2019-07-19 00:33:34 -04:00 · 2019-07-19 00:33:34 -04:00 · 3c8cc2520b
commit 3c8cc2520b
parent d28eafab29
4 changed files with 175 additions and 67 deletions
--- a/src/database.py
+++ b/src/database.py
@ -82,17 +82,8 @@ def get_claim_comments(conn: sqlite3.Connection, claim_id: str, parent_id: str =
        }


-def insert_channel(conn: sqlite3.Connection, channel_name: str, channel_id: str):
-    with conn:
-        conn.execute(
-            'INSERT INTO CHANNEL(ClaimId, Name)  VALUES (?, ?)',
-            (channel_id, channel_name)
-        )
-
-
-def insert_comment(conn: sqlite3.Connection, claim_id: str = None, comment: str = None,
-                   channel_id: str = None, signature: str = None, signing_ts: str = None,
-                   parent_id: str = None) -> str:
+def insert_comment(conn: sqlite3.Connection, claim_id: str, comment: str, parent_id: str = None,
+                   channel_id: str = None, signature: str = None, signing_ts: str = None) -> str:
    timestamp = int(time.time())
    prehash = b':'.join((claim_id.encode(), comment.encode(), str(timestamp).encode(),))
    comment_id = nacl.hash.sha256(prehash).decode()
@ -156,12 +147,42 @@ def get_comments_by_id(conn, comment_ids: list) -> typing.Union[list, None]:
        )]


-def delete_comment_by_id(conn: sqlite3.Connection, comment_id: str):
+def delete_anonymous_comment_by_id(conn: sqlite3.Connection, comment_id: str):
    with conn:
-        if conn.execute('SELECT 1 FROM COMMENT WHERE CommentId = ? LIMIT 1', (comment_id,)).fetchone():
-            conn.execute("DELETE FROM COMMENT WHERE CommentId = ?", (comment_id,))
-            return True
-        return False
+        curs = conn.execute(
+            "DELETE FROM COMMENT WHERE ChannelId IS NULL AND CommentId = ?",
+            (comment_id,)
+        )
+        return curs.rowcount
+
+
+def delete_channel_comment_by_id(conn: sqlite3.Connection, comment_id: str, channel_id: str):
+    with conn:
+        curs = conn.execute(
+            "DELETE FROM COMMENT WHERE ChannelId = ? AND CommentId = ?",
+            (channel_id, comment_id)
+        )
+        return curs.rowcount
+
+
+def insert_channel(conn: sqlite3.Connection, channel_name: str, channel_id: str):
+    with conn:
+        conn.execute(
+            'INSERT INTO CHANNEL(ClaimId, Name)  VALUES (?, ?)',
+            (channel_id, channel_name)
+        )
+
+
+def get_channel_from_comment_id(conn: sqlite3.Connection, comment_id: str):
+    with conn:
+        channel = conn.execute("""
+            SELECT CHN.ClaimId AS channel_id, CHN.Name AS channel_name 
+            FROM CHANNEL AS CHN, COMMENT AS CMT
+            WHERE CHN.ClaimId = CMT.ChannelId AND CMT.CommentId = ?
+            LIMIT 1
+            """, (comment_id,)
+        ).fetchone()
+        return dict(channel) if channel else dict()

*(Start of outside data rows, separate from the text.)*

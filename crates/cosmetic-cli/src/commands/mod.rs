pub mod add;
pub mod list;
pub mod preview;
pub mod rm;
pub mod sync;

use anyhow::{Context, Result};
use cosmetic_browser::{BrowserControl, Script, Tab};
use cosmetic_config::Settings;
use cosmetic_core::{match_pattern, script_id, ConfigDocument, ScriptTemplate, BUILTIN_PICKER};
use cosmetic_storage::FilterStore;
use std::path::Path;
use tracing::{debug, error, info, warn};

/// Everything a command needs for one invocation
pub struct Session<'a> {
    pub browser: &'a dyn BrowserControl,
    pub settings: &'a Settings,
    pub store: &'a FilterStore,
    pub config_dir: &'a Path,
}

impl Session<'_> {
    /// Configured template file, or the built-in one
    pub fn load_template(&self) -> Result<ScriptTemplate> {
        match &self.settings.template_path {
            Some(path) => {
                let text = std::fs::read_to_string(path).with_context(|| {
                    format!("Unable to read cosmetic filter template {}", path.display())
                })?;
                Ok(ScriptTemplate::parse(text)?)
            }
            None => Ok(ScriptTemplate::builtin()),
        }
    }

    /// Installed or configured picker script, or the built-in one
    pub fn load_picker(&self) -> Result<String> {
        match self.settings.picker_path(self.config_dir) {
            Some(path) => std::fs::read_to_string(&path)
                .with_context(|| format!("Unable to read picker script {}", path.display())),
            None => Ok(BUILTIN_PICKER.to_string()),
        }
    }

    /// Script body for a host's stored rules, `None` if it has none
    pub fn render_host(&self, doc: &ConfigDocument, host: &str) -> Result<Option<String>> {
        let Some(rules) = doc.rules_for(host) else {
            return Ok(None);
        };
        let template = self.load_template()?;
        Ok(Some(template.render(host, rules)?))
    }

    /// Render and register the host's userscript, replacing any previous one.
    ///
    /// Returns false when nothing was registered.
    pub async fn register_host(&self, doc: &ConfigDocument, host: &str) -> bool {
        let body = match self.render_host(doc, host) {
            Ok(Some(body)) => body,
            Ok(None) => return false,
            Err(e) => {
                error!("{:#}", e);
                return false;
            }
        };

        let id = script_id(host);
        info!("Registering userscript {} ({})...", id, match_pattern(host));
        match self.browser.register_script(&id, &body).await {
            Ok(()) => true,
            Err(e) => {
                error!("Failed to register userscript for {}: {}", host, e);
                false
            }
        }
    }

    /// Best-effort removal of the host's userscript
    pub async fn unregister_host(&self, host: &str) {
        let id = script_id(host);
        info!("Removing userscript {} for {}...", id, host);
        if let Err(e) = self.browser.unregister_script(&id).await {
            warn!("Failed to remove userscript {}: {}", id, e);
        }
    }

    /// The active tab, or `None` when the browser cannot tell us
    pub async fn active_tab(&self) -> Option<Tab> {
        match self.browser.list_tabs().await {
            Ok(tabs) => tabs.into_iter().find(|t| t.active),
            Err(e) => {
                warn!("Failed to list tabs: {}", e);
                None
            }
        }
    }

    pub async fn reload_active_tab(&self) {
        debug!("Triggering location.reload() in active tab");
        if let Err(e) = self
            .browser
            .eval(Script::Inline("window.location.reload()"))
            .await
        {
            warn!("Failed to reload active tab: {}", e);
        }
    }

    /// Tab strip message; failures are ignored
    pub async fn notify(&self, text: &str) {
        if !self.settings.notify {
            return;
        }
        if let Err(e) = self
            .browser
            .tabstrip_message(text, self.settings.notify_duration_ms)
            .await
        {
            debug!("Tab strip message failed: {}", e);
        }
    }
}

 class DatabaseWriter(object):
@ -184,4 +205,4 @@ class DatabaseWriter(object):

    @property
    def connection(self):
-        return self.conn
+        return self.conn
--- a/src/handles.py
+++ b/src/handles.py
@ -2,33 +2,33 @@
 import json
 import logging

-import aiojobs
 import asyncio
 from aiohttp import web
 from aiojobs.aiohttp import atomic
 from asyncio import coroutine

-from src.database import DatabaseWriter
+from misc import clean_input_params, ERRORS
 from src.database import get_claim_comments
 from src.database import get_comments_by_id, get_comment_ids
+from src.database import get_channel_from_comment_id
 from src.database import obtain_connection
+from src.database import delete_channel_comment_by_id
 from src.writes import create_comment_or_error
+from src.misc import is_authentic_delete_signal

 logger = logging.getLogger(__name__)

-ERRORS = {
-    'INVALID_PARAMS': {'code': -32602, 'message': 'Invalid parameters'},
-    'INTERNAL': {'code': -32603, 'message': 'An internal error'},
-    'UNKNOWN': {'code': -1, 'message': 'An unknown or very miscellaneous error'},
-}

-ID_LIST = {'claim_id', 'parent_id', 'comment_id', 'channel_id'}
-
-
-def ping(*args, **kwargs):
+# noinspection PyUnusedLocal
+def ping(*args):
    return 'pong'


+def handle_get_channel_from_comment_id(app, kwargs: dict):
+    with obtain_connection(app['db_path']) as conn:
+        return get_channel_from_comment_id(conn, **kwargs)
+
+
 def handle_get_comment_ids(app, kwargs):
    with obtain_connection(app['db_path']) as conn:
        return get_comment_ids(conn, **kwargs)
@ -44,37 +44,40 @@ def handle_get_comments_by_id(app, kwargs):
        return get_comments_by_id(conn, **kwargs)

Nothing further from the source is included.